Repeat everything in the listing below. Keep each line exact.

________________________________________

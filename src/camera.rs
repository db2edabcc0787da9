use glam::{Mat4, Vec3};

use crate::config::ViewerConfig;
use crate::types::CameraUniform;

/// Perspective camera looking at a target point
#[derive(Copy, Clone, Debug, PartialEq)]
pub struct PerspectiveCamera {
    pub position: Vec3,
    pub target: Vec3,
    pub up: Vec3,
    /// Vertical field of view in degrees
    pub fov: f32,
    pub aspect: f32,
    pub near: f32,
    pub far: f32,
}

impl PerspectiveCamera {
    pub fn new(fov: f32, aspect: f32, near: f32, far: f32) -> Self {
        Self {
            position: Vec3::new(0.0, 0.0, 5.0),
            target: Vec3::ZERO,
            up: Vec3::Y,
            fov,
            aspect,
            near,
            far,
        }
    }

    pub fn from_config(config: &ViewerConfig, width: u32, height: u32) -> Self {
        Self::new(config.fov, aspect_ratio(width, height), config.near, config.far)
    }

    pub fn look_at(&mut self, target: Vec3) {
        self.target = target;
    }

    pub fn set_aspect(&mut self, width: u32, height: u32) {
        self.aspect = aspect_ratio(width, height);
    }

    pub fn forward(&self) -> Vec3 {
        (self.target - self.position).normalize_or(Vec3::NEG_Z)
    }

    pub fn right(&self) -> Vec3 {
        self.forward().cross(self.up).normalize_or(Vec3::X)
    }

    pub fn view_matrix(&self) -> Mat4 {
        Mat4::look_at_rh(self.position, self.target, self.up)
    }

    pub fn projection_matrix(&self) -> Mat4 {
        Mat4::perspective_rh(self.fov.to_radians(), self.aspect, self.near, self.far)
    }

    pub fn view_projection(&self) -> Mat4 {
        self.projection_matrix() * self.view_matrix()
    }

    pub fn to_uniform(&self) -> CameraUniform {
        CameraUniform {
            view_proj: self.view_projection().to_cols_array_2d(),
            position: self.position.to_array(),
            _pad: 0.0,
        }
    }
}

impl Default for PerspectiveCamera {
    fn default() -> Self {
        Self::new(75.0, 1.0, 0.1, 1000.0)
    }
}

/// Width over height; a zero height yields 1.0
pub fn aspect_ratio(width: u32, height: u32) -> f32 {
    if width == 0 || height == 0 {
        1.0
    } else {
        width as f32 / height as f32
    }
}
use std::io::Read;

/// Bytes read per progress report
pub const CHUNK_SIZE: usize = 64 * 1024;

/// How far an in-flight fetch has got
#[derive(Copy, Clone, Debug, PartialEq)]
pub enum Progress {
    /// Loaded fraction in `0.0..=1.0`, total size known
    Fraction(f32),
    /// Total size unknown
    Indeterminate { loaded: u64 },
}

impl Progress {
    pub fn new(loaded: u64, total: Option<u64>) -> Self {
        match total {
            Some(total) if total > 0 => {
                Progress::Fraction((loaded as f64 / total as f64).clamp(0.0, 1.0) as f32)
            }
            _ => Progress::Indeterminate { loaded },
        }
    }

    pub fn percent(&self) -> Option<f32> {
        match self {
            Progress::Fraction(f) => Some(f * 100.0),
            Progress::Indeterminate { .. } => None,
        }
    }

    /// Short text for the loading overlay
    pub fn label(&self) -> String {
        match self {
            Progress::Fraction(f) => format!("{:.0}%", f * 100.0),
            Progress::Indeterminate { loaded } => format!("Loading... {}", format_bytes(*loaded)),
        }
    }
}

pub fn format_bytes(bytes: u64) -> String {
    const KB: f64 = 1024.0;
    const MB: f64 = KB * 1024.0;
    let b = bytes as f64;
    if b >= MB {
        format!("{:.1} MB", b / MB)
    } else if b >= KB {
        format!("{:.1} KB", b / KB)
    } else {
        format!("{} B", bytes)
    }
}

/// Reads `reader` to the end in `CHUNK_SIZE` pieces, reporting progress after each
pub fn read_with_progress<R: Read>(
    mut reader: R,
    total: Option<u64>,
    mut on_progress: impl FnMut(Progress),
) -> std::io::Result<Vec<u8>> {
    let mut data = Vec::with_capacity(total.unwrap_or(0).min(1 << 30) as usize);
    let mut chunk = vec![0u8; CHUNK_SIZE];

    on_progress(Progress::new(0, total));
    loop {
        let n = match reader.read(&mut chunk) {
            Ok(0) => break,
            Ok(n) => n,
            Err(e) if e.kind() == std::io::ErrorKind::Interrupted => continue,
            Err(e) => return Err(e),
        };
        data.extend_from_slice(&chunk[..n]);
        on_progress(Progress::new(data.len() as u64, total));
    }

    Ok(data)
}

#[cfg(test)]
mod tests {
    use super::*;

    #[test]
    fn test_fraction_when_total_known() {
        assert_eq!(Progress::new(50, Some(200)), Progress::Fraction(0.25));
        assert_eq!(Progress::new(50, Some(200)).percent(), Some(25.0));
    }

    #[test]
    fn test_indeterminate_without_total() {
        assert_eq!(Progress::new(10, None), Progress::Indeterminate { loaded: 10 });
        assert_eq!(Progress::new(10, Some(0)), Progress::Indeterminate { loaded: 10 });
        assert_eq!(Progress::new(10, None).percent(), None);
    }

    #[test]
    fn test_labels() {
        assert_eq!(Progress::Fraction(0.421).label(), "42%");
        assert_eq!(Progress::Indeterminate { loaded: 2048 }.label(), "Loading... 2.0 KB");
    }

    #[test]
    fn test_read_reports_monotonic_progress_ending_at_one() {
        let bytes = vec![7u8; CHUNK_SIZE * 2 + 10];
        let mut reports = Vec::new();

        let data = read_with_progress(&bytes[..], Some(bytes.len() as u64), |p| reports.push(p)).unwrap();

        assert_eq!(data, bytes);
        assert_eq!(reports.first(), Some(&Progress::Fraction(0.0)));
        assert_eq!(reports.last(), Some(&Progress::Fraction(1.0)));
        let fractions: Vec<f32> = reports.iter().filter_map(|p| p.percent()).collect();
        assert!(fractions.windows(2).all(|w| w[0] <= w[1]));
    }
}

________________________________________

*Solution to this problem*
filename src/camera.rs
repository db2edabcc0787da9
use glam::{Mat4, Vec3};

use crate::config::ViewerConfig;
use crate::types::CameraUniform;

/// Perspective camera looking at a target point
#[derive(Copy, Clone, Debug, PartialEq)]
pub struct PerspectiveCamera {
    pub position: Vec3,
    pub target: Vec3,
    pub up: Vec3,
    /// Vertical field of view in degrees
    pub fov: f32,
    pub aspect: f32,
    pub near: f32,
    pub far: f32,
}

impl PerspectiveCamera {
    pub fn new(fov: f32, aspect: f32, near: f32, far: f32) -> Self {
        Self {
            position: Vec3::new(0.0, 0.0, 5.0),
            target: Vec3::ZERO,
            up: Vec3::Y,
            fov,
            aspect,
            near,
            far,
        }
    }

    pub fn from_config(config: &ViewerConfig, width: u32, height: u32) -> Self {
        Self::new(config.fov, aspect_ratio(width, height), config.near, config.far)
    }

    pub fn look_at(&mut self, target: Vec3) {
        self.target = target;
    }

    pub fn set_aspect(&mut self, width: u32, height: u32) {
        self.aspect = aspect_ratio(width, height);
    }

    pub fn forward(&self) -> Vec3 {
        (self.target - self.position).normalize_or(Vec3::NEG_Z)
    }

    pub fn right(&self) -> Vec3 {
        self.forward().cross(self.up).normalize_or(Vec3::X)
    }

    pub fn view_matrix(&self) -> Mat4 {
        Mat4::look_at_rh(self.position, self.target, self.up)
    }

    pub fn projection_matrix(&self) -> Mat4 {
        Mat4::perspective_rh(self.fov.to_radians(), self.aspect, self.near, self.far)
    }

    pub fn view_projection(&self) -> Mat4 {
        self.projection_matrix() * self.view_matrix()
    }

    pub fn to_uniform(&self) -> CameraUniform {
        CameraUniform {
            view_proj: self.view_projection().to_cols_array_2d(),
            position: self.position.to_array(),
            _pad: 0.0,
        }
    }
}

impl Default for PerspectiveCamera {
    fn default() -> Self {
        Self::new(75.0, 1.0, 0.1, 1000.0)
    }
}

/// Width over height; a zero height yields 1.0
pub fn aspect_ratio(width: u32, height: u32) -> f32 {
    if width == 0 || height == 0 {
        1.0
    } else {
        width as f32 / height as f32
    }
}
use std::io::Read;

/// Bytes read per progress report
pub const CHUNK_SIZE: usize = 64 * 1024;

/// How far an in-flight fetch has got
#[derive(Copy, Clone, Debug, PartialEq)]
pub enum Progress {
    /// Loaded fraction in `0.0..=1.0`, total size known
    Fraction(f32),
    /// Total size unknown
    Indeterminate { loaded: u64 },
}

impl Progress {
    pub fn new(loaded: u64, total: Option<u64>) -> Self {
        match total {
            Some(total) if total > 0 => {
                Progress::Fraction((loaded as f64 / total as f64).clamp(0.0, 1.0) as f32)
            }
            _ => Progress::Indeterminate { loaded },
        }
    }

    pub fn percent(&self) -> Option<f32> {
        match self {
            Progress::Fraction(f) => Some(f * 100.0),
            Progress::Indeterminate { .. } => None,
        }
    }

    /// Short text for the loading overlay
    pub fn label(&self) -> String {
        match self {
            Progress::Fraction(f) => format!("{:.0}%", f * 100.0),
            Progress::Indeterminate { loaded } => format!("Loading... {}", format_bytes(*loaded)),
        }
    }
}

pub fn format_bytes(bytes: u64) -> String {
    const KB: f64 = 1024.0;
    const MB: f64 = KB * 1024.0;
    let b = bytes as f64;
    if b >= MB {
        format!("{:.1} MB", b / MB)
    } else if b >= KB {
        format!("{:.1} KB", b / KB)
    } else {
        format!("{} B", bytes)
    }
}

/// Reads `reader` to the end in `CHUNK_SIZE` pieces, reporting progress after each
pub fn read_with_progress<R: Read>(
    mut reader: R,
    total: Option<u64>,
    mut on_progress: impl FnMut(Progress),
) -> std::io::Result<Vec<u8>> {
    let mut data = Vec::with_capacity(total.unwrap_or(0).min(1 << 30) as usize);
    let mut chunk = vec![0u8; CHUNK_SIZE];

    on_progress(Progress::new(0, total));
    loop {
        let n = match reader.read(&mut chunk) {
            Ok(0) => break,
            Ok(n) => n,
            Err(e) if e.kind() == std::io::ErrorKind::Interrupted => continue,
            Err(e) => return Err(e),
        };
        data.extend_from_slice(&chunk[..n]);
        on_progress(Progress::new(data.len() as u64, total));
    }

    Ok(data)
}

#[cfg(test)]
mod tests {
    use super::*;

    #[test]
    fn test_fraction_when_total_known() {
        assert_eq!(Progress::new(50, Some(200)), Progress::Fraction(0.25));
        assert_eq!(Progress::new(50, Some(200)).percent(), Some(25.0));
    }

    #[test]
    fn test_indeterminate_without_total() {
        assert_eq!(Progress::new(10, None), Progress::Indeterminate { loaded: 10 });
        assert_eq!(Progress::new(10, Some(0)), Progress::Indeterminate { loaded: 10 });
        assert_eq!(Progress::new(10, None).percent(), None);
    }

    #[test]
    fn test_labels() {
        assert_eq!(Progress::Fraction(0.421).label(), "42%");
        assert_eq!(Progress::Indeterminate { loaded: 2048 }.label(), "Loading... 2.0 KB");
    }

    #[test]
    fn test_read_reports_monotonic_progress_ending_at_one() {
        let bytes = vec![7u8; CHUNK_SIZE * 2 + 10];
        let mut reports = Vec::new();

        let data = read_with_progress(&bytes[..], Some(bytes.len() as u64), |p| reports.push(p)).unwrap();

        assert_eq!(data, bytes);
        assert_eq!(reports.first(), Some(&Progress::Fraction(0.0)));
        assert_eq!(reports.last(), Some(&Progress::Fraction(1.0)));
        let fractions: Vec<f32> = reports.iter().filter_map(|p| p.percent()).collect();
        assert!(fractions.windows(2).all(|w| w[0] <= w[1]));
    }
}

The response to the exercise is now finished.